7.1 Feedback Budget Ledger and Feedback Economics
The first trust problem is economic. Feedback is not free, uniform, or automatically useful. An architecture loop may have thousands of cheap proxy evaluations, hundreds of simulations, tens of synthesis or physical-design runs, a few emulation opportunities, and almost no chances to learn from silicon or deployment mistakes. It may also have scarce human review time, limited tool licenses, long queue delays, confidential workloads, and organizational deadlines. These limits shape which methods are appropriate and how much autonomy is acceptable.

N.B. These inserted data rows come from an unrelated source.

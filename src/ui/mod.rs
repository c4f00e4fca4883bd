//! Interactive user interface components.
//!
//! This module provides:
//! - [`UserInterface`] trait for UI abstraction
//! - [`TerminalUI`] for interactive terminal usage
//! - [`NonInteractiveUI`] for piped or headless runs
//! - [`MockUI`] for driving menus from tests
//!
//! # Example
//!
//! ```
//! use navigator::ui::{create_ui, OutputMode};
//!
//! let mut ui = create_ui(false, OutputMode::Quiet);
//! ui.show_header("Navigation System");
//! ui.success("Trip has been added to your list.");
//! ```

use std::time::Duration;

pub mod mock;
pub mod non_interactive;
pub mod output;
pub mod prompts;
pub mod terminal;
pub mod theme;

pub use mock::MockUI;
pub use non_interactive::NonInteractiveUI;
pub use output::OutputMode;
pub use prompts::prompt_user;
pub use terminal::{create_ui, TerminalUI};
pub use theme::{should_use_colors, NavTheme};

use crate::error::Result;

/// Trait for user interface interactions.
///
/// This trait allows mocking the UI in tests.
pub trait UserInterface {
    /// Get the current output mode.
    fn output_mode(&self) -> OutputMode;

    /// Display a message to the user.
    fn message(&mut self, msg: &str);

    /// Display a success message.
    fn success(&mut self, msg: &str);

    /// Display a warning message.
    fn warning(&mut self, msg: &str);

    /// Display an error message.
    fn error(&mut self, msg: &str);

    /// Show a prompt and get user input.
    fn prompt(&mut self, prompt: &Prompt) -> Result<PromptResult>;

    /// Show a header/banner.
    fn show_header(&mut self, title: &str);

    /// Clear the screen before drawing a new menu.
    fn clear(&mut self) {}

    /// Wait up to `timeout` for the operator to ask to stop.
    ///
    /// Returns `true` if a cancel key (Esc, `q` or Ctrl-C) was pressed.
    fn wait_for_cancel(&mut self, timeout: Duration) -> bool {
        if !timeout.is_zero() {
            std::thread::sleep(timeout);
        }
        false
    }

    /// Check if running in interactive mode.
    fn is_interactive(&self) -> bool;
}

/// A prompt to show to the user.
#[derive(Debug, Clone)]
pub struct Prompt {
    /// Unique key for the prompt (used for lookup in tests).
    pub key: String,
    /// The question to display.
    pub question: String,
    /// The type of prompt.
    pub prompt_type: PromptType,
    /// Default value if user just presses enter.
    pub default: Option<String>,
}

impl Prompt {
    /// A select prompt over the given options.
    pub fn select(key: &str, question: &str, options: Vec<PromptOption>) -> Self {
        Self {
            key: key.to_string(),
            question: question.to_string(),
            prompt_type: PromptType::Select { options },
            default: None,
        }
    }

    /// A free text prompt.
    pub fn input(key: &str, question: &str) -> Self {
        Self {
            key: key.to_string(),
            question: question.to_string(),
            prompt_type: PromptType::Input,
            default: None,
        }
    }

    /// A yes/no prompt.
    pub fn confirm(key: &str, question: &str) -> Self {
        Self {
            key: key.to_string(),
            question: question.to_string(),
            prompt_type: PromptType::Confirm,
            default: None,
        }
    }

    pub fn with_default(mut self, default: impl Into<String>) -> Self {
        self.default = Some(default.into());
        self
    }
}

/// The type of prompt.
#[derive(Debug, Clone)]
pub enum PromptType {
    /// Yes/no confirmation.
    Confirm,
    /// Free-form text input.
    Input,
    /// Select one from a list of options.
    Select { options: Vec<PromptOption> },
}

/// An option in a select prompt.
#[derive(Debug, Clone)]
pub struct PromptOption {
    /// Display label.
    pub label: String,
    /// Value returned when selected.
    pub value: String,
}

impl PromptOption {
    pub fn new(label: impl Into<String>, value: impl Into<String>) -> Self {
        Self {
            label: label.into(),
            value: value.into(),
        }
    }
}

/// Result of a prompt.
#[derive(Debug, Clone, PartialEq, Eq)]
pub enum PromptResult {
    /// Boolean result from confirm.
    Bool(bool),
    /// String result from input or select.
    String(String),
    /// The user backed out of the prompt (Esc or q).
    Cancelled,
}

impl PromptResult {
    /// Get as string, `None` when cancelled.
    pub fn as_string(&self) -> Option<String> {
        match self {
            Self::Bool(b) => Some(b.to_string()),
            Self::String(s) => Some(s.clone()),
            Self::Cancelled => None,
        }
    }
}
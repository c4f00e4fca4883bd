//! Vehicle management and the add vehicle wizard.

use crate::error::Result;
use crate::system::NavigationSystem;
use crate::ui::{PromptOption, UserInterface};
use crate::vehicle::{validate_positive_integer, VehicleKind};

use super::{information_box, input_box, list_index, Screen};

const WIZARD_TITLE: &str = "Create a Vehicle";
const WIZARD_STEPS: &[&str] = &["Select Vehicle Type", "Confirm Vehicle", "Customise Parameters"];

/// List the fleet, add vehicles or open one of them.
pub fn manage_vehicles(ui: &mut dyn UserInterface, system: &mut NavigationSystem) -> Result<()> {
    loop {
        let description = if system.vehicles().is_empty() {
            "There is no vehicles yet.\nPlease select 'Add Vehicle...' to add a custom vehicle"
        } else {
            "To get started, select a vehicle from the menu below,\n\
             or select 'Add Vehicle...' to add a custom vehicle"
        };
        let mut options = vec![PromptOption::new("[Add Vehicle...]", "add")];
        options.extend(
            system
                .vehicles()
                .iter()
                .enumerate()
                .map(|(i, v)| PromptOption::new(v.to_string(), i.to_string())),
        );

        let screen = Screen::new("Manage Vehicles", description);
        let Some(value) = screen.select(ui, "manage_vehicles", options)? else {
            return Ok(());
        };
        if value == "add" {
            add_vehicle_wizard(ui, system)?;
        } else if let Some(index) = list_index(&value, system.vehicles().len()) {
            vehicle_detail(ui, system, index)?;
        }
    }
}

fn vehicle_detail(
    ui: &mut dyn UserInterface,
    system: &mut NavigationSystem,
    index: usize,
) -> Result<()> {
    let Some(vehicle) = system.vehicles().get(index) else {
        return Ok(());
    };
    let screen = Screen::new(
        "Manage Vehicles",
        format!(
            "You are now viewing: {}\n\n\
             To delete this vehicle, select 'Delete this vehicle'\n\
             select 'Go back' or Esc to go back",
            vehicle
        ),
    );
    let options = vec![
        PromptOption::new("Delete this vehicle", "delete"),
        PromptOption::new("Go back", "back"),
    ];
    if screen.select(ui, "vehicle_detail", options)?.as_deref() == Some("delete") {
        system.remove_vehicle(index);
    }
    Ok(())
}

/// First wizard step: choose a vehicle kind.
///
/// Returns `true` if a vehicle was added.
pub fn add_vehicle_wizard(ui: &mut dyn UserInterface, system: &mut NavigationSystem) -> Result<bool> {
    let screen = Screen::new(
        WIZARD_TITLE,
        "All vehicles in this system has to be derived from one of the 3 vehicles shown below.\n\
         Select one to see descriptions.",
    )
    .step(WIZARD_STEPS, 0);
    loop {
        let options = VehicleKind::ALL
            .iter()
            .map(|k| PromptOption::new(k.name(), k.name()))
            .collect();
        let Some(value) = screen.select(ui, "vehicle_type", options)? else {
            return Ok(false);
        };
        let Ok(kind) = value.parse::<VehicleKind>() else {
            continue;
        };
        if confirm_kind(ui, system, kind)? {
            return Ok(true);
        }
    }
}

fn confirm_kind(
    ui: &mut dyn UserInterface,
    system: &mut NavigationSystem,
    kind: VehicleKind,
) -> Result<bool> {
    let screen = Screen::new(WIZARD_TITLE, kind.description()).step(WIZARD_STEPS, 1);
    loop {
        let options = vec![
            PromptOption::new("Confirm", "confirm"),
            PromptOption::new("Choose again", "again"),
        ];
        if screen.select(ui, "vehicle_confirm", options)?.as_deref() != Some("confirm") {
            return Ok(false);
        }
        if customise_parameters(ui, system, kind)? {
            return Ok(true);
        }
    }
}

fn customise_parameters(
    ui: &mut dyn UserInterface,
    system: &mut NavigationSystem,
    kind: VehicleKind,
) -> Result<bool> {
    let params = kind.params();
    let mut values: Vec<Option<u32>> = vec![None; params.len()];
    let mut screen = Screen::new(
        WIZARD_TITLE,
        format!(
            "Customise the parameters of this new {}\n\
             All parameters has to be specified before confirming this vehicle.\n\
             Choose a parameter to start specifying.",
            kind
        ),
    )
    .step(WIZARD_STEPS, 2);

    loop {
        let mut options: Vec<PromptOption> = params
            .iter()
            .zip(&values)
            .enumerate()
            .map(|(i, (param, value))| {
                let state = if value.is_some() {
                    "(Specified)"
                } else {
                    "(Not specified)"
                };
                PromptOption::new(format!("{} {}", param.label, state), i.to_string())
            })
            .collect();
        options.push(PromptOption::new("Confirm", "confirm"));
        options.push(PromptOption::new("Go back to previous step", "back"));

        let value = match screen.select(ui, "vehicle_params", options)? {
            None => return Ok(false),
            Some(v) if v == "back" => return Ok(false),
            Some(v) => v,
        };

        if value == "confirm" {
            let specified: Option<Vec<u32>> = values.iter().copied().collect();
            match specified.and_then(|v| kind.build(&v)) {
                Some(vehicle) => {
                    system.add_vehicle(vehicle);
                    information_box(ui, "Vehicle has been added to your list.")?;
                    return Ok(true);
                }
                None => {
                    screen.set_error(
                        "Please make sure all unspecified parameters are specified before confirming",
                    );
                    continue;
                }
            }
        }

        screen.clear_error();
        let Some(index) = list_index(&value, params.len()) else {
            continue;
        };
        let param = &params[index];
        if let Some(v) = input_box(
            ui,
            "vehicle_param",
            param.title,
            param.prompt,
            None,
            validate_positive_integer,
        )? {
            values[index] = Some(v);
        }
    }
}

This is why a loop needs a feedback budget ledger. The ledger is not accounting bureaucracy. It is the object that tells the method what kind of learning is possible. A Bayesian optimizer, reinforcement-learning policy, surrogate model, critic, or tool-using agent should behave differently when a feedback source takes milliseconds versus days, when a failed action is reversible versus costly, and when the signal is a rough proxy versus a signoff report. Table 7.1 gives the working form.
Feedback budget. A feedback budget records which evaluations, measurements, tool runs, human reviews, and deployment signals are available, what they cost, how long they take, how reversible they are, and what level of decision they can support.

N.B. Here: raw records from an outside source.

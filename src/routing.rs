//! Shortest travel-time routes between cities.
//!
//! A [`RouteGraph`] holds one node per atlas city and an undirected edge for
//! every pair of cities a vehicle can travel between directly, weighted by
//! the travel time in hours. Routes are found with Dijkstra's algorithm.

use std::cmp::Reverse;
use std::collections::BinaryHeap;
use std::sync::Arc;

use crate::atlas::{Atlas, City};
use crate::trip::Trip;
use crate::vehicle::Vehicle;

/// Weighted travel graph for a single vehicle.
#[derive(Debug, Clone)]
pub struct RouteGraph {
    cities: Vec<Arc<City>>,
    adjacency: Vec<Vec<(usize, u32)>>,
    edge_count: usize,
}

impl RouteGraph {
    /// Build the graph of every direct trip the vehicle can make.
    pub fn build(atlas: &Atlas, vehicle: &Vehicle) -> Self {
        let cities = atlas.cities().to_vec();
        let n = cities.len();
        let mut adjacency = vec![Vec::new(); n];
        let mut edge_count = 0;

        for i in 0..n {
            for j in (i + 1)..n {
                if let Some(hours) = vehicle.travel_time(&cities[i], &cities[j]) {
                    adjacency[i].push((j, hours));
                    adjacency[j].push((i, hours));
                    edge_count += 1;
                }
            }
        }

        tracing::debug!(
            "Built route graph for {}: {} nodes, {} edges",
            vehicle,
            n,
            edge_count
        );

        Self {
            cities,
            adjacency,
            edge_count,
        }
    }

    pub fn node_count(&self) -> usize {
        self.cities.len()
    }

    pub fn edge_count(&self) -> usize {
        self.edge_count
    }

    /// Weight of the direct edge between two cities, if any.
    pub fn edge(&self, from: &City, to: &City) -> Option<u32> {
        let (a, b) = (self.index_of(from)?, self.index_of(to)?);
        self.adjacency[a]
            .iter()
            .find(|(n, _)| *n == b)
            .map(|(_, w)| *w)
    }

    fn index_of(&self, city: &City) -> Option<usize> {
        self.cities.iter().position(|c| c.id == city.id)
    }

    /// Fastest route from one city to another.
    ///
    /// Among routes of equal duration the one with fewer legs wins. Returns
    /// `None` if either city is not in the graph or no route exists.
    pub fn shortest_path(&self, from: &City, to: &City) -> Option<Trip> {
        let source = self.index_of(from)?;
        let target = self.index_of(to)?;

        let n = self.cities.len();
        let mut best: Vec<Option<(u64, usize)>> = vec![None; n];
        let mut previous: Vec<Option<usize>> = vec![None; n];
        let mut heap = BinaryHeap::new();

        best[source] = Some((0, 0));
        heap.push(Reverse((0u64, 0usize, source)));

        while let Some(Reverse((cost, hops, node))) = heap.pop() {
            if node == target {
                break;
            }
            if best[node].is_some_and(|b| (cost, hops) > b) {
                continue;
            }
            for &(next, weight) in &self.adjacency[node] {
                let candidate = (cost + u64::from(weight), hops + 1);
                if best[next].is_none_or(|b| candidate < b) {
                    best[next] = Some(candidate);
                    previous[next] = Some(node);
                    heap.push(Reverse((candidate.0, candidate.1, next)));
                }
            }
        }

        best[target]?;

        let mut path = vec![target];
        let mut current = target;
        while let Some(prev) = previous[current] {
            path.push(prev);
            current = prev;
        }
        path.reverse();

        Trip::from_cities(path.into_iter().map(|i| Arc::clone(&self.cities[i])).collect())
    }
}

/// Fastest route between two cities for a vehicle, or `None` if there is none.
pub fn find_shortest_path(
    atlas: &Atlas,
    vehicle: &Vehicle,
    from: &City,
    to: &City,
) -> Option<Trip> {
    let trip = RouteGraph::build(atlas, vehicle).shortest_path(from, to);
    match &trip {
        Some(t) => tracing::debug!("Route for {}: {}", vehicle, t),
        None => tracing::debug!("No route for {} from {} to {}", vehicle, from, to),
    }
    trip
}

| Budget item | What to record | Why it matters |
|---|---|---|
| Latency and cost | Runtime, queue time, dollar cost, tool hours, license limits, and human review time. | Determines whether the loop should search broadly, sample carefully, or mostly critique. |
| Signal quality | Fidelity level, metric definition, noise, determinism, coverage, and uncertainty. | Separates raw feedback from decision-grade evidence. |
| Sample budget | Number of possible runs at each fidelity, including failed runs and invalid candidates. | Forces sample-efficient methods and preserves negative traces. |
| Reversibility | Whether the action can be undone cheaply, re-run, patched, or rolled back. | Connects autonomy to risk. Reversible actions can tolerate weaker evidence than irreversible commitments. |
| Scarce attention | Expert review, debugging effort, validation bandwidth, security review, and integration time. | Prevents the loop from outsourcing cost to people whose time is the real bottleneck. |
The ledger also changes what a result means. A method that finds a good point after 10,000 cheap proxy evaluations has learned something different from a method that selects three candidates for expensive synthesis. A loop that records failures, timeouts, warnings, rejected candidates, and review notes has more evidence than a loop that records only the winning score. This is the connection to sample efficiency from Chapter 6: sample efficiency is not only about using fewer evaluations. It is about making each evaluation carry more architectural information.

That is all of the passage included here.